**The input**
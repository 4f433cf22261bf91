use std::time::Duration;

use thiserror::Error;

/// Errors that reject a scan request before any probe is sent.
#[derive(Debug, Clone, PartialEq, Eq, Error)]
pub enum TargetError {
    #[error("invalid IP address: {0}")]
    InvalidAddress(String),

    #[error("invalid CIDR notation: {0}")]
    InvalidCidr(String),

    #[error("invalid IP range format: {0}")]
    InvalidRangeFormat(String),

    #[error("no local network found")]
    NoLocalNetworkFound,
}

/// Why a single liveness probe did not report the host as reachable.
///
/// These never abort a scan; they are stored on the host's record.
#[derive(Debug, Clone, PartialEq, Eq, Error)]
pub enum ProbeError {
    #[error("unsupported operating system: {0}")]
    UnsupportedPlatform(String),

    #[error("failed to launch {utility}: {reason}")]
    Launch { utility: &'static str, reason: String },

    #[error("echo request failed ({status}){detail}")]
    Failed { status: String, detail: String },

    #[error("no answer within {0:?}")]
    TimedOut(Duration),
}
//! Identity enrichment for hosts that answered the liveness probe.
//!
//! Each lookup is best effort and carries whatever timeout the system
//! resolver or neighbor-table utility applies; the probe timeout does not
//! bound them.

use std::io::ErrorKind;
use std::net::{IpAddr, Ipv4Addr};
use std::sync::Arc;

use anyhow::{Context, bail};
use async_trait::async_trait;
use hostmap_common::network::host::UNKNOWN_VENDOR;
use tracing::{debug, trace};

use crate::system::Platform;
use crate::vendors::{StaticOuiRepo, VendorRepository};

/// What the enricher learned about one host.
#[derive(Debug, Clone, Default, PartialEq, Eq)]
pub struct Identity {
    pub hostname: Option<String>,
    pub hardware_address: Option<String>,
    pub vendor: Option<String>,
}

/// Reverse name lookup for one address.
#[async_trait]
pub trait HostnameResolver: Send + Sync {
    async fn reverse_lookup(&self, addr: Ipv4Addr) -> Option<String>;
}

/// Raw neighbor (ARP) table text for one address.
#[async_trait]
pub trait NeighborTable: Send + Sync {
    async fn query(&self, addr: Ipv4Addr) -> anyhow::Result<String>;
}

/// Uses the operating system's resolver (`getnameinfo`).
pub struct ReverseDns;

#[async_trait]
impl HostnameResolver for ReverseDns {
    async fn reverse_lookup(&self, addr: Ipv4Addr) -> Option<String> {
        let ip = IpAddr::V4(addr);
        let name = tokio::task::spawn_blocking(move || dns_lookup::lookup_addr(&ip))
            .await
            .ok()?
            .ok()?;
        clean_hostname(&name, addr)
    }
}

/// Runs the platform's neighbor-table utility scoped to one address.
pub struct SystemNeighborTable {
    platform: Platform,
}

impl SystemNeighborTable {
    pub fn new(platform: Platform) -> Self {
        Self { platform }
    }
}

impl Default for SystemNeighborTable {
    fn default() -> Self {
        Self::new(Platform::current())
    }
}

#[async_trait]
impl NeighborTable for SystemNeighborTable {
    async fn query(&self, addr: Ipv4Addr) -> anyhow::Result<String> {
        for invocation in self.platform.neighbor_queries(addr) {
            let output = match invocation.command().output().await {
                Ok(output) => output,
                Err(e) if e.kind() == ErrorKind::NotFound => {
                    trace!("{} is not installed, trying the next neighbor query", invocation.program);
                    continue;
                }
                Err(e) => return Err(e).with_context(|| format!("running {}", invocation.program)),
            };

            if !output.status.success() {
                bail!("{} exited with {}", invocation.program, output.status);
            }
            return Ok(String::from_utf8_lossy(&output.stdout).into_owned());
        }
        bail!("no neighbor-table utility available")
    }
}

/// Combines hostname, hardware-address and vendor lookups.
pub struct Identifier {
    resolver: Option<Arc<dyn HostnameResolver>>,
    neighbors: Arc<dyn NeighborTable>,
    vendors: Arc<dyn VendorRepository>,
}

impl Identifier {
    /// `resolver` may be `None` to skip hostname lookups entirely.
    pub fn new(
        resolver: Option<Arc<dyn HostnameResolver>>,
        neighbors: Arc<dyn NeighborTable>,
        vendors: Arc<dyn VendorRepository>,
    ) -> Self {
        Self {
            resolver,
            neighbors,
            vendors,
        }
    }

    pub fn system(resolve_hostnames: bool) -> Self {
        let resolver: Option<Arc<dyn HostnameResolver>> = if resolve_hostnames {
            Some(Arc::new(ReverseDns))
        } else {
            None
        };
        Self::new(resolver, Arc::new(SystemNeighborTable::default()), Arc::new(StaticOuiRepo))
    }

    pub async fn identify(&self, addr: Ipv4Addr) -> Identity {
        let hostname = match &self.resolver {
            Some(resolver) => resolver.reverse_lookup(addr).await,
            None => None,
        };

        let hardware_address = match self.neighbors.query(addr).await {
            Ok(output) => find_hardware_address(&output, addr),
            Err(e) => {
                debug!("Neighbor lookup for {addr} failed: {e:#}");
                None
            }
        };

        let vendor = hardware_address.as_deref().map(|mac| {
            self.vendors
                .get_vendor(mac)
                .unwrap_or_else(|| UNKNOWN_VENDOR.to_string())
        });

        Identity {
            hostname,
            hardware_address,
            vendor,
        }
    }
}

/// Strips one trailing dot. Empty names and bare address echoes count as unresolved.
pub fn clean_hostname(name: &str, addr: Ipv4Addr) -> Option<String> {
    let name = name.trim();
    let name = name.strip_suffix('.').unwrap_or(name);
    if name.is_empty() || name.parse::<Ipv4Addr>().is_ok_and(|ip| ip == addr) {
        return None;
    }
    Some(name.to_string())
}

/// Finds the hardware address for `addr` in neighbor-table output.
///
/// Only lines that mention `addr` as a whole token are considered
/// (`(10.0.0.1)` counts, `10.0.0.10` does not).
pub fn find_hardware_address(output: &str, addr: Ipv4Addr) -> Option<String> {
    let wanted = addr.to_string();
    output
        .lines()
        .filter(|line| {
            line.split_whitespace()
                .any(|token| token.trim_matches(|c| c == '(' || c == ')') == wanted)
        })
        .flat_map(str::split_whitespace)
        .find_map(normalize_hardware_address)
}

/// Six groups of one or two hex digits joined uniformly by `:` or `-`.
fn normalize_hardware_address(token: &str) -> Option<String> {
    let separator = if token.contains(':') { ':' } else { '-' };
    let groups: Vec<&str> = token.split(separator).collect();

    if groups.len() != 6 {
        return None;
    }
    let well_formed = groups
        .iter()
        .all(|g| (1..=2).contains(&g.len()) && g.chars().all(|c| c.is_ascii_hexdigit()));
    if !well_formed {
        return None;
    }

    let normalized: Vec<String> = groups
        .iter()
        .map(|g| format!("{:0>2}", g.to_ascii_uppercase()))
        .collect();
    Some(normalized.join(&separator.to_string()))
}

**What is needed**
Give back, word for word, only the lines above from the line holding "use std::io::ErrorKind;" to the line holding "about one host.", both included.

**Result**
use std::io::ErrorKind;
use std::net::{IpAddr, Ipv4Addr};
use std::sync::Arc;

use anyhow::{Context, bail};
use async_trait::async_trait;
use hostmap_common::network::host::UNKNOWN_VENDOR;
use tracing::{debug, trace};

use crate::system::Platform;
use crate::vendors::{StaticOuiRepo, VendorRepository};

/// What the enricher learned about one host.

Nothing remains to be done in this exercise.